La primera oleada es la de las independencias, aunque solo imaginadas. El Reino Unido, que había convertido Egipto en protectorado por exigencias de la Gran Guerra, concedía una independencia solo de palabra, en 1922, operación que repetiría en 1936 con parecidos afeites. Pero el Canal no se toca. Tras la victoria de las potencias occidentales en la guerra del 14-18, Londres otorga a la exprovincia otomana de Irak otra independencia de mentirijillas en 1932, y Francia, como heredera de Roma más apegada a los nominalismos, únicamente se retira de Siria y Líbano a fin de los años 40. Hay que esperar a la década de los 50 para que el Norte de África se libre de sus potencias protectoras. Argelia, caso único, arranca la independencia de París con las armas en la mano en 1962, mientras que Rabat elige el paso de tortuga en una imitación semiconstitucional de las monarquías europeas; Túnez, bajo el agnóstico Burguiba, moderniza el país, lo que explica la presente primavera tunecina, pero no democratiza; y Libia permanece en la inopia tribal. Salida en falso.

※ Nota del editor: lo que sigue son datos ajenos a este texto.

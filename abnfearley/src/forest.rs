use crate::element::Element;
use crate::items::{Item, ItemId, NodeId, Trigger};
use std::collections::{HashMap, HashSet};
use std::fmt;

/// What a forest node derives: a named rule or an anonymous element.
#[derive(Clone, Debug, PartialEq, Eq, Hash)]
pub enum Label {
    Rule(String),
    Element(Element),
}

impl fmt::Display for Label {
    fn fmt(&self, f: &mut fmt::Formatter) -> fmt::Result {
        match self {
            Label::Rule(name) => write!(f, "{}", name),
            Label::Element(element) => write!(f, "{}", element),
        }
    }
}

#[derive(Clone, Copy, Debug, PartialEq, Eq, Hash, PartialOrd, Ord)]
pub struct NodeIndex(usize);

/// A node of the forest: `label` derives `input[start..end]`.
#[derive(Clone, Copy, Debug, PartialEq, Eq)]
pub struct ForestNode<'f> {
    pub label: &'f Label,
    pub start: usize,
    pub end: usize,
}

/// One way of deriving a node: its children in input order. Literal
/// matches have no children.
#[derive(Clone, Debug, Default, PartialEq, Eq, Hash)]
pub struct Derivation(Vec<NodeIndex>);

impl Derivation {
    pub fn children(&self) -> &[NodeIndex] { &self.0 }
    pub fn len(&self) -> usize { self.0.len() }
    pub fn is_empty(&self) -> bool { self.0.is_empty() }
}

/// A single derivation tree picked out of a forest.
#[derive(Clone, Debug, PartialEq, Eq)]
pub struct Tree {
    pub label: Label,
    pub start: usize,
    pub end: usize,
    pub children: Vec<Tree>,
}

impl Tree {
    /// Bytes of `input` this tree spans, None if `input` is shorter than
    /// the recognized one.
    pub fn bytes<'i>(&self, input: &'i [u8]) -> Option<&'i [u8]> {
        input.get(self.start..self.end)
    }
}

/// One line per node, children indented under their parent.
impl fmt::Display for Tree {
    fn fmt(&self, f: &mut fmt::Formatter) -> fmt::Result {
        let mut pending = vec![(self, 0)];
        while let Some((tree, level)) = pending.pop() {
            if !std::ptr::eq(tree, self) {
                writeln!(f)?;
            }
            write!(f, "{:indent$}{} [{}-{}]", "", tree.label, tree.start, tree.end, indent = level * 2)?;
            pending.extend(tree.children.iter().rev().map(|child| (child, level + 1)));
        }
        Ok(())
    }
}

// Deep trees are dropped level by level instead of recursively.
impl Drop for Tree {
    fn drop(&mut self) {
        let mut pending = std::mem::take(&mut self.children);
        while let Some(mut tree) = pending.pop() {
            pending.append(&mut tree.children);
        }
    }
}

#[derive(Debug)]
struct Entry {
    node: NodeId,
    start: usize,
    end: usize,
    // complete items of the node over this span
    completions: Vec<ItemId>,
}

/// Shared derivation graph of an accepted input.
///
/// Nodes are identified by `(label, start, end)` and reference their
/// children by index, so sub-derivations are never duplicated. Derivations
/// are unrolled from the chart links only when asked for.
#[derive(Debug)]
pub struct ParseForest {
    items: Vec<Item>,
    labels: Vec<Label>,
    nodes: Vec<Entry>,
    index: HashMap<(NodeId, usize, usize), NodeIndex>,
    node_of: HashMap<ItemId, NodeIndex>,
    root: NodeIndex,
}

impl ParseForest {
    /// Collect the nodes reachable through the links of the `root` item.
    pub(crate) fn new(items: Vec<Item>, labels: Vec<Label>, root: ItemId) -> ParseForest {
        let mut forest = ParseForest {
            items,
            labels,
            nodes: Vec::new(),
            index: HashMap::new(),
            node_of: HashMap::new(),
            root: NodeIndex(0),
        };
        forest.root = forest.register(root);
        let mut visited = HashSet::from([root]);
        let mut pending = vec![root];
        while let Some(id) = pending.pop() {
            let sources = forest.items[id].sources().to_vec();
            for link in sources {
                if visited.insert(link.source) {
                    pending.push(link.source);
                }
                if let Trigger::Complete(child) = link.trigger {
                    forest.register(child);
                    if visited.insert(child) {
                        pending.push(child);
                    }
                }
            }
        }
        tracing::trace!(nodes = forest.nodes.len(), "forest built");
        forest
    }

    fn register(&mut self, item: ItemId) -> NodeIndex {
        let (key, end) = (self.items[item].key, self.items[item].end);
        let next = NodeIndex(self.nodes.len());
        let ix = *self.index.entry((key.node, key.origin, end)).or_insert(next);
        if ix == next {
            self.nodes.push(Entry { node: key.node, start: key.origin, end, completions: Vec::new() });
        }
        if self.node_of.insert(item, ix).is_none() {
            self.nodes[ix.0].completions.push(item);
        }
        ix
    }

    /// The start rule over the whole input.
    pub fn root(&self) -> NodeIndex { self.root }

    pub fn len(&self) -> usize { self.nodes.len() }

    pub fn is_empty(&self) -> bool { self.nodes.is_empty() }

    pub fn node(&self, ix: NodeIndex) -> Option<ForestNode<'_>> {
        let entry = self.nodes.get(ix.0)?;
        Some(ForestNode { label: &self.labels[entry.node], start: entry.start, end: entry.end })
    }

    /// First node labeled `label` over `start..end`. Rules of the same name
    /// from different grammars share a label.
    pub fn lookup(&self, label: &Label, start: usize, end: usize) -> Option<NodeIndex> {
        self.labels.iter().enumerate()
            .filter(|(_, l)| *l == label)
            .find_map(|(node, _)| self.index.get(&(node, start, end)).copied())
    }

    /// All distinct derivations of a node in the order they were found.
    pub fn derivations(&self, ix: NodeIndex) -> Vec<Derivation> {
        let Some(entry) = self.nodes.get(ix.0) else { return Vec::new() };
        // Partial items leading to the completions. Along a link the source
        // ends earlier, or at the same place with a smaller dot.
        let mut chain = Vec::new();
        let mut seen = HashSet::new();
        let mut pending = entry.completions.clone();
        while let Some(id) = pending.pop() {
            if seen.insert(id) {
                chain.push(id);
                pending.extend(self.items[id].sources().iter().map(|link| link.source));
            }
        }
        chain.sort_by_key(|&id| (self.items[id].end, self.items[id].key.dot));

        let mut prefixes: HashMap<ItemId, Vec<Vec<NodeIndex>>> = HashMap::new();
        for id in chain {
            let sources = self.items[id].sources();
            let mut sequences = Vec::new();
            let mut unique = HashSet::new();
            if sources.is_empty() {
                sequences.push(Vec::new());
            }
            for link in sources {
                let child = match link.trigger {
                    Trigger::Complete(child) => match self.node_of.get(&child) {
                        Some(&child) => Some(child),
                        None => continue,
                    },
                    Trigger::Scan => None,
                };
                for prefix in prefixes.get(&link.source).into_iter().flatten() {
                    let mut sequence = prefix.clone();
                    sequence.extend(child);
                    if unique.insert(sequence.clone()) {
                        sequences.push(sequence);
                    }
                }
            }
            prefixes.insert(id, sequences);
        }

        let mut derivations = Vec::new();
        let mut unique = HashSet::new();
        for id in &entry.completions {
            for sequence in prefixes.remove(id).unwrap_or_default() {
                if unique.insert(sequence.clone()) {
                    derivations.push(Derivation(sequence));
                }
            }
        }
        derivations
    }

    /// Derivations of `label` over `start..end`, empty for unknown spans.
    pub fn derivations_of(&self, label: &Label, start: usize, end: usize) -> Vec<Derivation> {
        self.lookup(label, start, end)
            .map(|ix| self.derivations(ix))
            .unwrap_or_default()
    }

    /// A single derivation tree rooted at `ix`, taking the first derivation
    /// found at each node that doesn't revisit a node of its own path.
    /// Canonical for a given forest, but with no meaning among ambiguous ones.
    pub fn pick_one(&self, ix: NodeIndex) -> Option<Tree> {
        let chosen = self.pick_children(ix)?;
        self.build_tree(ix, &chosen)
    }

    // Depth first search for the children of every node in the picked tree.
    // Nodes are tried in `Pick::Node` frames, the links of one of their
    // complete items in `Pick::Links` frames on top of them.
    fn pick_children(&self, root: NodeIndex) -> Option<HashMap<NodeIndex, Vec<NodeIndex>>> {
        self.nodes.get(root.0)?;
        let mut chosen = HashMap::new();
        let mut path = HashSet::from([root]);
        let mut frames = vec![Pick::Node { ix: root, next: 0 }];
        // what the last popped frame found
        let mut found = None;
        while let Some(frame) = frames.pop() {
            match frame {
                Pick::Node { ix, next } => match found.take() {
                    Some(Found::Children(Some(children))) => {
                        path.remove(&ix);
                        chosen.insert(ix, children);
                        found = Some(Found::Node(true));
                    },
                    _ => match self.nodes[ix.0].completions.get(next) {
                        Some(&item) => {
                            frames.push(Pick::Node { ix, next: next + 1 });
                            frames.push(Pick::Links(Walk::new(item)));
                        },
                        None => {
                            path.remove(&ix);
                            found = Some(Found::Node(false));
                        },
                    },
                },
                Pick::Links(mut walk) => {
                    if let Some(Found::Node(picked)) = found.take() {
                        walk.resume(picked);
                    }
                    match self.walk_links(&mut walk, &chosen, &path) {
                        Step::Enter(child) => {
                            path.insert(child);
                            frames.push(Pick::Links(walk));
                            frames.push(Pick::Node { ix: child, next: 0 });
                        },
                        Step::Done(children) => found = Some(Found::Children(children)),
                    }
                },
            }
        }
        match found {
            Some(Found::Node(true)) => Some(chosen),
            _ => None,
        }
    }

    // Walk links back from a complete item trying them in order. A partial
    // item with no usable link is dead for the rest of the walk. Stops when
    // a child node still has to be picked.
    fn walk_links(&self, walk: &mut Walk, chosen: &HashMap<NodeIndex, Vec<NodeIndex>>,
                  path: &HashSet<NodeIndex>) -> Step {
        while let Some(&(current, next)) = walk.stack.last() {
            let sources = self.items[current].sources();
            if sources.is_empty() {
                return Step::Done(Some(walk.picked.iter().rev().flatten().copied().collect()));
            }
            let Some(&link) = sources.get(next) else {
                walk.dead.insert(current);
                walk.stack.pop();
                walk.picked.pop();
                continue;
            };
            if let Some(top) = walk.stack.last_mut() {
                top.1 += 1;
            }
            if walk.dead.contains(&link.source) {
                continue;
            }
            match link.trigger {
                Trigger::Scan => walk.advance(link.source, None),
                Trigger::Complete(child) => {
                    let Some(&child) = self.node_of.get(&child) else { continue };
                    if chosen.contains_key(&child) {
                        walk.advance(link.source, Some(child));
                    } else if !path.contains(&child) {
                        walk.awaiting = Some((link.source, child));
                        return Step::Enter(child);
                    }
                },
            }
        }
        Step::Done(None)
    }

    // Materialize the picked children bottom up.
    fn build_tree(&self, root: NodeIndex, chosen: &HashMap<NodeIndex, Vec<NodeIndex>>) -> Option<Tree> {
        let mut stack = vec![(root, Vec::new())];
        while let Some((ix, built)) = stack.pop() {
            let children = chosen.get(&ix)?;
            if let Some(&child) = children.get(built.len()) {
                stack.push((ix, built));
                stack.push((child, Vec::new()));
                continue;
            }
            let entry = self.nodes.get(ix.0)?;
            let tree = Tree {
                label: self.labels[entry.node].clone(),
                start: entry.start,
                end: entry.end,
                children: built,
            };
            match stack.last_mut() {
                Some((_, siblings)) => siblings.push(tree),
                None => return Some(tree),
            }
        }
        None
    }
}

// Frames of the `pick_one` search
enum Pick {
    Node { ix: NodeIndex, next: usize },
    Links(Walk),
}

enum Found {
    Node(bool),
    Children(Option<Vec<NodeIndex>>),
}

enum Step {
    Enter(NodeIndex),
    Done(Option<Vec<NodeIndex>>),
}

// Backward walk over the links of one complete item. `picked` holds the
// child node (or nothing for a scan) taken to reach each item of `stack`
// past the first.
struct Walk {
    stack: Vec<(ItemId, usize)>,
    picked: Vec<Option<NodeIndex>>,
    dead: HashSet<ItemId>,
    // link source to continue from once its child node is picked
    awaiting: Option<(ItemId, NodeIndex)>,
}

impl Walk {
    fn new(item: ItemId) -> Walk {
        Walk { stack: vec![(item, 0)], picked: Vec::new(), dead: HashSet::new(), awaiting: None }
    }

    fn advance(&mut self, source: ItemId, child: Option<NodeIndex>) {
        self.picked.push(child);
        self.stack.push((source, 0));
    }

    fn resume(&mut self, picked: bool) {
        if let Some((source, child)) = self.awaiting.take() {
            if picked {
                self.advance(source, Some(child));
            }
        }
    }
}

///////////////////////////////////////////////////////////////////////////////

La verdadera independencia de Egipto solo llega con Gamal Abdel Nasser en 1952-54 —el Canal sí se toca—; y en Irak, en 1958, con el derrocamiento de la dinastía; Líbano se convierte en el Club Mediterranée de la política, una neutralidad que no amenaza a nadie; y la dictadura militar siria entra y sale del dominio de El Cairo. El gran tribuno egipcio pone en práctica una confusa embrocación llamada socialismo árabe, que impone una medida de justicia social, pero bajo una viciosa dictadura. Nasser, que muere a los 50 años en 1970, no conseguirá ser un primer Mandela. Es el tiempo de la guerra fría árabe, de pro-occidentales contra no alineados, que se resume con la derrota del panarabismo nasserista.

La tercera oleada recorre los años 70 y 80 con la infitah, apertura a Occidente, del presidente Sadat de Egipto, así como el crecimiento de Arabia Saudí, donde el petróleo brota dando una patada en el suelo, al frente de los regímenes conservadores suníes frente al chiísmo iraní, sirio, y hoy parcialmente iraquí. Y el apabullante triunfo de Israel en la guerra de 1967 hace como que hiberna al pueblo palestino, que solo aparece en los sismógrafos árabes a guisa de lamentación. Y así se llega a la última oleada, la de la primavera de 2011, que fuerza el derrocamiento de Hosni Mubarak en Cairo y Ben Alí en Túnez. Pero que tiene un doble carácter, porque tanto es una reivindicación de ese lugar en el mundo en la pugna tunecina como en la criminal irrupción del Estado Islámico. Ese es hoy el gran enfrentamiento dentro del sunismo, entre un presunto califato, cuyas raíces se afincan en la universal derrota frente a Israel, y las pulsiones más o menos democratizadoras. Una guerra que puede decidir el futuro del mundo árabe.